朴素贝叶斯算法仍然是流行的十大挖掘算法之一,该算法是有监督的学习算法,解决的是分类问题,如客户是否流失、是否值得投资、信用等级评定等多分类问题。该算法的优点在于简单易懂、学习效率高、在某些领域的分类问题中能够与决策树、神经网络相媲美。但由于该算法以自变量之间的独立(条件特征独立)性和连续变量的正态性假设为前提,就会导致算法精度在某种程度上受影响。
思想很简单,就是根据某些个先验概率计算Y变量属于某个类别的后验概率
应用e1071添加包中的函数naiveBayes():
创建分类器:
m <- naiveBayes(train, class, laplace = 0)
该函数返回一个朴素贝叶斯模型对象,该对象能够用于预测,进行预测:
p <- predict(m, test, type="class")
该函数将返回一个向量,根据参数type的值,该向量含有预测的类别值或者原始预测的概率值。
R语言中的klaR包就提供了朴素贝叶斯算法实现的函数NaiveBayes,我们来看一下该函数的用法及参数含义:
NaiveBayes(formula, data, …, subset, na.action= na.pass)
NaiveBayes(x, grouping, prior, usekernel= FALSE, fL = 0, …)
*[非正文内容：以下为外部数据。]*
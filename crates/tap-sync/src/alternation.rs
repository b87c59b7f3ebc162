//! Speed-to-alternation scheduler
//!
//! The followers take turns: a repeating toggle writes the side that should
//! fire next to `sideSelect`. Speed sets the toggle period.

use std::sync::atomic::{AtomicBool, Ordering};
use std::sync::Arc;
use std::time::Duration;

use tap_protocol::{Channel, Side};
use tokio::sync::broadcast;
use tokio::task::JoinHandle;
use tokio::time::{interval_at, sleep, Instant, MissedTickBehavior};
use tracing::{debug, warn};

use crate::events::SyncEvent;
use crate::store::StateStore;
use crate::transport::Transport;

/// Toggle period for a speed in `0..=50`
///
/// `(1200 - speed * 1000 / 50)` milliseconds in integer arithmetic: 1.2 s at
/// speed 0 down to 200 ms at speed 50.
pub fn toggle_interval(speed: u8) -> Duration {
    let speed = u64::from(speed.min(50));
    Duration::from_millis(1200 - speed * 1000 / 50)
}

/// Owns the repeating side-toggle task
pub struct AlternationScheduler {
    transport: Arc<dyn Transport>,
    store: StateStore,
    events: broadcast::Sender<SyncEvent>,
    retry_delay: Duration,
    /// `true` while the right side is selected
    right: Arc<AtomicBool>,
    task: Option<JoinHandle<()>>,
    interval: Option<Duration>,
}

impl AlternationScheduler {
    /// Create an idle scheduler; the left side is selected initially
    pub fn new(
        transport: Arc<dyn Transport>,
        store: StateStore,
        events: broadcast::Sender<SyncEvent>,
        retry_delay: Duration,
    ) -> Self {
        Self {
            transport,
            store,
            events,
            retry_delay,
            right: Arc::new(AtomicBool::new(false)),
            task: None,
            interval: None,
        }
    }

    /// Apply a new speed and restart the toggle at the matching period
    ///
    /// The previous toggle task is fully stopped before the new one starts,
    /// so two toggles never run concurrently.
    pub async fn set_speed(&mut self, speed: i32) -> Duration {
        let speed = Channel::Speed.clamp_value(speed);
        self.store.set(Channel::Speed, speed);
        if let Err(e) = self.transport.push(Channel::Speed, speed, None) {
            debug!("Speed push failed: {}", e);
        }

        self.stop().await;

        let period = toggle_interval(speed);
        debug!("Speed {} -> toggling every {:?}", speed, period);
        self.interval = Some(period);
        self.task = Some(tokio::spawn(run_toggle(
            self.transport.clone(),
            self.store.clone(),
            self.events.clone(),
            self.right.clone(),
            period,
            self.retry_delay,
        )));
        period
    }

    /// Stop toggling
    pub async fn stop(&mut self) {
        if let Some(task) = self.task.take() {
            task.abort();
            let _ = task.await;
        }
        self.interval = None;
    }

    /// Abort the toggle without waiting for it to wind down
    pub fn abort(&mut self) {
        if let Some(task) = self.task.take() {
            task.abort();
        }
        self.interval = None;
    }

    /// Side currently selected
    pub fn current_side(&self) -> Side {
        if self.right.load(Ordering::SeqCst) {
            Side::Right
        } else {
            Side::Left
        }
    }

    /// Current toggle period, if toggling
    pub fn interval(&self) -> Option<Duration> {
        self.interval
    }

    /// Check if a toggle task is running
    pub fn is_running(&self) -> bool {
        self.task.as_ref().is_some_and(|task| !task.is_finished())
    }
}

impl Drop for AlternationScheduler {
    fn drop(&mut self) {
        self.abort();
    }
}

async fn run_toggle(
    transport: Arc<dyn Transport>,
    store: StateStore,
    events: broadcast::Sender<SyncEvent>,
    right: Arc<AtomicBool>,
    period: Duration,
    retry_delay: Duration,
) {
    let mut ticker = interval_at(Instant::now() + period, period);
    ticker.set_missed_tick_behavior(MissedTickBehavior::Skip);

    loop {
        ticker.tick().await;

        let now_right = !right.fetch_xor(true, Ordering::SeqCst);
        let side = if now_right { Side::Right } else { Side::Left };
        let value = side.select_byte();
        store.set(Channel::SideSelect, value);

        if transport.push(Channel::SideSelect, value, None).is_err() {
            sleep(retry_delay).await;
            if let Err(e) = transport.push(Channel::SideSelect, value, None) {
                warn!("Side toggle to {} not delivered: {}", side, e);
            }
        }

        let _ = events.send(SyncEvent::SideChanged { side });
    }
}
formula指定参与模型计算的变量,以公式形式给出,类似于y=x1+x2+x3;
data用于指定需要分析的数据对象;
na.action指定缺失值的处理方法,默认情况下不将缺失值纳入模型计算,也不会发生报错信息,当设为“na.omit”时则会删除含有缺失值的样本;
x指定需要处理的数据,可以是数据框形式,也可以是矩阵形式;
grouping为每个观测样本指定所属类别;
prior可为各个类别指定先验概率,默认情况下用各个类别的样本比例作为先验概率;
usekernel指定密度估计的方法(在无法判断数据的分布时,采用密度密度估计方法),默认情况下使用正态分布密度估计,设为TRUE时,则使用核密度估计方法;
fL指定是否进行拉普拉斯修正,默认情况下不对数据进行修正,当数据量较小时,可以设置该参数为1,即进行拉普拉斯修正。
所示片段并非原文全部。